Art.3. Het Paritair Comité voor de audio-visuele sector is niet bevoegd voor de activiteiten die ressorteren onder het bevoegdheidsgebied van het Paritair Comité voor het filmbedrijf. » 2) het bevoegdheidsgebied van het Paritair Comité voor het filmbedrijf (nr.303), vastgelegd bij koninklijk besluit van 9 februari 1971 (Belgisch Staatsblad van 19 maart 1971), te wijzigen als volgt : - de bepaling « te weten de ondernemingen voor productie, verdeling en exploitatie van films en voor de laboratoria » vervangen door « te weten de ondernemingen voor de productie of de verdeling van langspeelfilms, de bioscoopzalen en de ondernemingen voor de technische filmbedrijvigheid ». 3) het bevoegdheidsgebied van het Paritair Comité voor het vermakelijkheidsbedrijf (nr.304), vastgelegd bij koninklijk besluit van 28 maart 1973 (Belgisch Staatsblad van 23 juni 1973), gewijzigd bij koninklijk besluit van 21 mei 1992 (Belgisch Staatsblad van 4 juni 1992), te wijzigen als volgt : - artikel 1, derde lid, aanvullen met volgende bepaling : « 4° de werknemers die hoofdzakelijk hoofdarbeid verrichten en hun werkgevers die ressorteren onder de bevoegdheid van het Paritair Comité voor de audio-visuele sector. » 4) het bevoegdheidsgebied van het Paritair Comité voor de socio-culturele sector (nr.329), vastgelegd bij koninklijk besluit van 28 oktober 1993 (Belgisch Staatsblad van 17 november 1993), gewijzigd bij koninklijk besluit van 13 november 1996 (Belgisch Staatsblad van 29 november 1996), te wijzigen als volgt : - in artikel 1 de bepaling « 4. de niet-commerciële radio- en/of televisie-verenigingen » schrappen.

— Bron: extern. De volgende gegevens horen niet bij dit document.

use chrono::{DateTime, Utc};
use sea_orm::entity::prelude::*;
use sea_orm::{ActiveModelBehavior, ActiveValue, Iterable, Set};
use serde::{Deserialize, Serialize};
use utoipa::ToSchema;
use uuid::Uuid;

use super::quantity::Quantity;

/// Kind of inventory-affecting event recorded in the ledger.
#[derive(
    Debug,
    Clone,
    Copy,
    PartialEq,
    Eq,
    Hash,
    Serialize,
    Deserialize,
    EnumIter,
    DeriveActiveEnum,
    ToSchema,
)]
#[sea_orm(rs_type = "String", db_type = "String(StringLen::N(16))")]
#[serde(rename_all = "SCREAMING_SNAKE_CASE")]
pub enum MovementType {
    #[sea_orm(string_value = "RECEIPT")]
    Receipt,
    #[sea_orm(string_value = "SALE")]
    Sale,
    #[sea_orm(string_value = "TRANSFER")]
    Transfer,
    #[sea_orm(string_value = "ADJUSTMENT")]
    Adjustment,
    #[sea_orm(string_value = "RETURN")]
    Return,
}

impl MovementType {
    pub fn as_str(&self) -> &'static str {
        match self {
            MovementType::Receipt => "RECEIPT",
            MovementType::Sale => "SALE",
            MovementType::Transfer => "TRANSFER",
            MovementType::Adjustment => "ADJUSTMENT",
            MovementType::Return => "RETURN",
        }
    }

    /// Case-insensitive parse of the stored name.
    pub fn parse(raw: &str) -> Option<Self> {
        Self::iter().find(|t| t.as_str().eq_ignore_ascii_case(raw.trim()))
    }
}

/// One immutable ledger entry. Positive quantities add stock, negative remove it.
#[derive(Clone, Debug, PartialEq, Eq, DeriveEntityModel, Serialize, Deserialize, ToSchema)]
#[serde(rename_all = "camelCase")]
#[schema(as = StockMovement)]
#[sea_orm(table_name = "stock_movements")]
pub struct Model {
    #[sea_orm(primary_key, auto_increment = false)]
    pub id: Uuid,
    pub product_id: Uuid,
    #[sea_orm(column_type = "BigInteger")]
    #[schema(value_type = String, example = "-3")]
    pub quantity: Quantity,
    #[serde(rename = "type")]
    pub movement_type: MovementType,
    pub location_id: Option<Uuid>,
    pub lot_id: Option<Uuid>,
    /// Correlates the two legs of a transfer, or a receiving batch.
    pub reference: Option<String>,
    #[sea_orm(column_type = "Text", nullable)]
    pub reason: Option<String>,
    pub created_at: DateTime<Utc>,
}

#[derive(Copy, Clone, Debug, EnumIter, DeriveRelation)]
pub enum Relation {
    #[sea_orm(
        belongs_to = "super::product::Entity",
        from = "Column::ProductId",
        to = "super::product::Column::Id"
    )]
    Product,
    #[sea_orm(
        belongs_to = "super::location::Entity",
        from = "Column::LocationId",
        to = "super::location::Column::Id"
    )]
    Location,
    #[sea_orm(
        belongs_to = "super::lot::Entity",
        from = "Column::LotId",
        to = "super::lot::Column::Id"
    )]
    Lot,
}

impl Related<super::product::Entity> for Entity {
    fn to() -> RelationDef {
        Relation::Product.def()
    }
}

impl Related<super::location::Entity> for Entity {
    fn to() -> RelationDef {
        Relation::Location.def()
    }
}

impl Related<super::lot::Entity> for Entity {
    fn to() -> RelationDef {
        Relation::Lot.def()
    }
}

#[async_trait::async_trait]
impl ActiveModelBehavior for ActiveModel {
    async fn before_save<C>(self, _db: &C, insert: bool) -> Result<Self, DbErr>
    where
        C: ConnectionTrait,
    {
        if !insert {
            return Err(DbErr::Custom(
                "stock movements are append-only and cannot be updated".to_string(),
            ));
        }
        let mut active_model = self;
        if let ActiveValue::NotSet = active_model.created_at {
            active_model.created_at = Set(Utc::now());
        }
        Ok(active_model)
    }
}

Voor de eventuele samenstelling van het Paritair Comité voor de audio-visuele sector kunnen de representatieve werkgevers- en werknemersorganisaties zich kandidaat stellen.

Voor de toepassing van de wet van 5 december 1968 betreffende de collectieve arbeidsovereenkomsten en de paritaire comités (art. 3) worden als representatieve werknemers- en werkgeversorganisaties aangemerkt : 1. de interprofessionele organisaties van werknemers en van werkgevers, die voor het gehele land zijn opgericht en die in de Centrale Raad voor het bedrijfsleven en in de Nationale Arbeidsraad vertegenwoordigd zijn;de werknemersorganisaties moeten bovendien ten minste 50 000 leden tellen; 2. de vakorganisaties die aangesloten zijn bij of deel uitmaken van een onder 1 genoemde interprofessionele organisatie;3. de vakorganisaties van werkgevers die de Koning, op advies van de Nationale Arbeidsraad, als representatief in een bepaalde bedrijfstak erkent. Worden bovendien als representatieve werkgeversorganisaties aangemerkt de overeenkomstig de wet van 6 maart 1964 tot organisatie van de middenstand erkende nationale interprofessionele organisaties en beroepsorganisaties die representatief zijn voor de ondernemingshoofden uit het ambachtswezen, de kleine en middelgrote handel en de kleine nijverheid en voor de zelfstandigen die een vrij of een ander intellectueel beroep uitoefenen.

Om vervolgens, met toepassing van artikel 42 van de bovenvermelde wet van 5 december 1968, over te gaan tot de aanstelling van de leden van dit paritair comité worden de betrokken organisaties verzocht, binnen de drie maanden volgend op de bekendmaking van dit bericht in het Belgisch Staatsblad, mee te delen of zij voor vertegenwoordiging in aanmerking wensen te komen en eventueel van hun representatieve aard te doen blijken.

Deze kandidaturen moeten gericht worden aan de heer administrateur-generaal van de Dienst van de collectieve arbeidsbetrekkingen van het Ministerie van Tewerkstelling en Arbeid, Belliardstraat 51, te 1040 Brussel.